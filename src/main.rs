//! functest - boots guest kernels under an emulator and checks their console
//!
//! Scenarios are YAML files describing which assets to fetch, how to launch
//! the VM and which console output to expect.

use std::path::PathBuf;

use clap::Parser;
use commands::Commands;
use functest::{cli, commands, common::logging};

#[derive(Parser)]
#[command(name = "functest", about = "Emulator functional-test harness")]
#[command(version, long_about = None)]
struct Cli {
    /// Configuration file (default: platform config dir)
    #[arg(long, global = true)]
    config: Option<PathBuf>,

    #[command(subcommand)]
    command: Commands,
}

#[tokio::main]
async fn main() {
    let cli = Cli::parse();

    let verbose = matches!(cli.command, Commands::Run { verbose: true, .. });
    logging::init_cli(verbose);

    if let Err(e) = cli::dispatch(cli.command, cli.config.as_deref()).await {
        eprintln!("Error: {e}");
        std::process::exit(1);
    }
}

**Exercise details**.
Reproduce all of the material verbatim.

**Answer space**.
filename src/main.rs
//! functest - boots guest kernels under an emulator and checks their console
//!
//! Scenarios are YAML files describing which assets to fetch, how to launch
//! the VM and which console output to expect.

use std::path::PathBuf;

use clap::Parser;
use commands::Commands;
use functest::{cli, commands, common::logging};

#[derive(Parser)]
#[command(name = "functest", about = "Emulator functional-test harness")]
#[command(version, long_about = None)]
struct Cli {
    /// Configuration file (default: platform config dir)
    #[arg(long, global = true)]
    config: Option<PathBuf>,

    #[command(subcommand)]
    command: Commands,
}

#[tokio::main]
async fn main() {
    let cli = Cli::parse();

    let verbose = matches!(cli.command, Commands::Run { verbose: true, .. });
    logging::init_cli(verbose);

    if let Err(e) = cli::dispatch(cli.command, cli.config.as_deref()).await {
        eprintln!("Error: {e}");
        std::process::exit(1);
    }
}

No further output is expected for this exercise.